With these sorts of promises and failures, why should we believe anything PHMC says? Why should we believe any of their stated intentions, commitments, or timelines?

Guests on Niagara during 2019 Tall Ships Erie Festival
Niagara hosts thousands of visitors at the Tall Ships Erie Festival every three years. It is an embarrassment that Pennsylvania’s flagship will not be in attendance at the 2025 event. It’s an embarrassment because it was avoidable. PHMC/BHSM’s missteps have delayed her maintenance timeline to the point they claim she can no longer participate. It is unclear how much of the delays and errors are due to inexperience and ignorance of anything maritime, their cumbersome state processes, a lax culture with no negative repercussions for failures, basic incompetence, bad intentions, or a combination of these things. Whatever the reason behind the delays, they have a real and tangible negative impact on Erie’s local economy, the Flagship City’s morale, the community who support her, and on Niagara herself.

Why does this matter?

If PHMC was just an entity unto itself, and wasn’t harming anyone else through their ineptitude, then we could look the other way. But their ongoing failures over at least two decades has made caring for the U.S. Brig Niagara more difficult and more expensive. They add delays and barriers to her proper care, they exclude others from the process, they appear to actively fight transparency, and it all has added up to harmful effects on the social and economic well-being of our region.

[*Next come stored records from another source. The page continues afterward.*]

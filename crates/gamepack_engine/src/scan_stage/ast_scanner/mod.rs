mod impl_visit;

use arcstr::ArcStr;
use gamepack_common::ModuleDefFormat;
use oxc::{
  ast::ast,
  ast_visit::Visit,
  span::{GetSpan, Span},
};
use oxc_index::IndexVec;

use crate::types::{
  import_record::{ImportKind, RawImportRecord},
  scan_result::{Edit, EditContent, ExportedValue, HoistedImport, ImportedName, ScanResult},
  ImportRecordIdx,
};

/// Local name given to `export default <expression>`.
const DEFAULT_EXPORT_NAME: &str = "__default";

pub struct AstScannerReturn {
  pub result: ScanResult,
  pub import_records: IndexVec<ImportRecordIdx, RawImportRecord>,
}

/// Collects the module syntax of a program and the source edits that replace it.
/// `require` calls are only collected for CommonJS modules.
pub struct AstScanner {
  module_def_format: ModuleDefFormat,
  result: ScanResult,
  import_records: IndexVec<ImportRecordIdx, RawImportRecord>,
}

impl AstScanner {
  pub fn new(module_def_format: ModuleDefFormat) -> Self {
    Self { module_def_format, result: ScanResult::default(), import_records: IndexVec::new() }
  }

  pub fn scan(mut self, program: &ast::Program<'_>) -> AstScannerReturn {
    for stmt in &program.body {
      self.scan_statement(stmt);
    }

    if self.module_def_format.is_commonjs() {
      self.visit_program(program);
    }

    self.result.edits.sort_by_key(|edit| (edit.span.start, edit.span.end));
    AstScannerReturn { result: self.result, import_records: self.import_records }
  }

  fn scan_statement(&mut self, stmt: &ast::Statement<'_>) {
    match stmt {
      ast::Statement::ImportDeclaration(decl) => self.scan_import_decl(decl),
      ast::Statement::ExportNamedDeclaration(decl) => self.scan_export_named_decl(decl),
      ast::Statement::ExportDefaultDeclaration(decl) => self.scan_export_default_decl(decl),
      ast::Statement::ExportAllDeclaration(decl) => self.scan_export_all_decl(decl),
      _ => return,
    }
    self.result.has_module_syntax = true;
  }

  fn scan_import_decl(&mut self, decl: &ast::ImportDeclaration<'_>) {
    self.remove(decl.span);
    if decl.import_kind.is_type() {
      return;
    }

    let record = self.add_import_record(decl.source.value.as_str(), ImportKind::Import);
    let bindings = decl
      .specifiers
      .iter()
      .flatten()
      .filter_map(|spec| match spec {
        ast::ImportDeclarationSpecifier::ImportSpecifier(spec) => (!spec.import_kind.is_type())
          .then(|| (spec.local.name.to_string(), imported_name(&spec.imported))),
        ast::ImportDeclarationSpecifier::ImportDefaultSpecifier(spec) => {
          Some((spec.local.name.to_string(), ImportedName::Default))
        }
        ast::ImportDeclarationSpecifier::ImportNamespaceSpecifier(spec) => {
          Some((spec.local.name.to_string(), ImportedName::Namespace))
        }
      })
      .collect();

    self.result.hoisted_imports.push(HoistedImport { record, bindings, re_export_all: false });
  }

  fn scan_export_named_decl(&mut self, decl: &ast::ExportNamedDeclaration<'_>) {
    if decl.export_kind.is_type() {
      self.remove(decl.span);
      return;
    }

    if let Some(source) = &decl.source {
      // export { foo as bar } from '...'
      self.remove(decl.span);
      let record = self.add_import_record(source.value.as_str(), ImportKind::Import);
      for spec in decl.specifiers.iter().filter(|spec| !spec.export_kind.is_type()) {
        self.add_export(
          spec.exported.name().as_str(),
          ExportedValue::Imported { record, name: imported_name(&spec.local) },
        );
      }
      self.result.hoisted_imports.push(HoistedImport {
        record,
        bindings: vec![],
        re_export_all: false,
      });
    } else if let Some(declaration) = &decl.declaration {
      // export const foo = 1, export function foo() {}
      self.remove(Span::new(decl.span.start, declaration.span().start));
      match declaration {
        ast::Declaration::VariableDeclaration(var_decl) => {
          for declarator in &var_decl.declarations {
            for ident in declarator.id.get_binding_identifiers() {
              self.add_local_export(ident.name.as_str());
            }
          }
        }
        ast::Declaration::FunctionDeclaration(func) => {
          if let Some(id) = &func.id {
            self.add_local_export(id.name.as_str());
          }
        }
        ast::Declaration::ClassDeclaration(class) => {
          if let Some(id) = &class.id {
            self.add_local_export(id.name.as_str());
          }
        }
        _ => {}
      }
    } else {
      // export { foo as bar }
      self.remove(decl.span);
      for spec in decl.specifiers.iter().filter(|spec| !spec.export_kind.is_type()) {
        self.add_export(
          spec.exported.name().as_str(),
          ExportedValue::Local(spec.local.name().to_string()),
        );
      }
    }
  }

  fn scan_export_default_decl(&mut self, decl: &ast::ExportDefaultDeclaration<'_>) {
    let declaration_span = decl.declaration.span();
    let prefix = Span::new(decl.span.start, declaration_span.start);

    let named_declaration = match &decl.declaration {
      ast::ExportDefaultDeclarationKind::FunctionDeclaration(func) => Some(func.id.as_ref()),
      ast::ExportDefaultDeclarationKind::ClassDeclaration(class) => Some(class.id.as_ref()),
      ast::ExportDefaultDeclarationKind::TSInterfaceDeclaration(_) => {
        self.remove(decl.span);
        return;
      }
      _ => None,
    };

    if let Some(Some(id)) = named_declaration {
      // export default function foo() {}
      self.remove(prefix);
      self.add_export("default", ExportedValue::Local(id.name.to_string()));
    } else {
      // export default 1 + 1, export default class {}
      self.replace(prefix, format!("const {DEFAULT_EXPORT_NAME} = "));
      if decl.span.end == declaration_span.end {
        self.replace(Span::new(decl.span.end, decl.span.end), ";".to_string());
      }
      self.add_local_export_as("default", DEFAULT_EXPORT_NAME);
    }
  }

  fn scan_export_all_decl(&mut self, decl: &ast::ExportAllDeclaration<'_>) {
    self.remove(decl.span);
    if decl.export_kind.is_type() {
      return;
    }

    let record = self.add_import_record(decl.source.value.as_str(), ImportKind::Import);
    match &decl.exported {
      // export * as ns from '...'
      Some(exported) => {
        self.add_export(
          exported.name().as_str(),
          ExportedValue::Imported { record, name: ImportedName::Namespace },
        );
        self.result.hoisted_imports.push(HoistedImport {
          record,
          bindings: vec![],
          re_export_all: false,
        });
      }
      None => {
        self.result.hoisted_imports.push(HoistedImport {
          record,
          bindings: vec![],
          re_export_all: true,
        });
      }
    }
  }

  fn add_import_record(&mut self, specifier: &str, kind: ImportKind) -> ImportRecordIdx {
    self.import_records.push(RawImportRecord::new(ArcStr::from(specifier), kind))
  }

  fn add_export(&mut self, exported: &str, value: ExportedValue) {
    self.result.exports.push((exported.to_string(), value));
  }

  fn add_local_export(&mut self, name: &str) {
    self.add_local_export_as(name, name);
  }

  fn add_local_export_as(&mut self, exported: &str, local: &str) {
    self.add_export(exported, ExportedValue::Local(local.to_string()));
  }

  fn remove(&mut self, span: Span) {
    self.replace(span, String::new());
  }

  fn replace(&mut self, span: Span, text: String) {
    self.result.edits.push(Edit { span, content: EditContent::Text(text) });
  }
}

fn imported_name(name: &ast::ModuleExportName<'_>) -> ImportedName {
  let name = name.name();
  if name.as_str() == "default" {
    ImportedName::Default
  } else {
    ImportedName::Named(name.to_string())
  }
}
pub mod bundle_kind;
pub mod module_format;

PHMC’s failures lead to more costs for tax payers and fewer benefits in return. They don’t appear to be working hard at improving that, and appear to think that there’s nothing we can do about it.

As I’ve mentioned a few times, PHMC/BHSM recently announced that Niagara would not be back in Erie in time for the August 2025 Tall Ships Erie Festival.  Every three years Erie hosts the largest tall ships celebration in the Great Lakes.  It has a huge financial impact on the local economy and tourism, drawing people to Erie from around the state and beyond (see news article on the 2022 event’s local impacts). PHMC knew the date of this event (it occurs the same week at the end of August, every three years, just like clockwork; also, the Flagship Niagara League had formally made them aware of the 2025 dates). When PHMC/BHSM dismissed the Flagship Niagara League from their management contract for the ship in December 2023, and announced PHMC would finally invest in long-overdue major repairs to the ship (delayed for years by PHMC themselves), PHMC claimed publicly over and over that the Niagara would be back from those repairs in time for Tall Ships Erie 2025.  (Just like they’ve claim over and over in the past four year that they want the ship to sail?… and she’s only sailed two half-seasons since 2020? And isn’t expected back in service until 2026?)  We’ve now learned that in internal conversations, PHMC management has known that the ship wouldn’t be back in time for Tall Ships Erie 2025 for months, however they publicly continued to say she would be. Even into late September, PHMC’s own Niagara FAQ webpage still claimed they intended the ship to participate in Tall Ships Erie 2025. It’s only finally been changed because a writer for Protect Brig Niagara pointed it out to one of the PHMC Commissioners as an example of their misleading communications.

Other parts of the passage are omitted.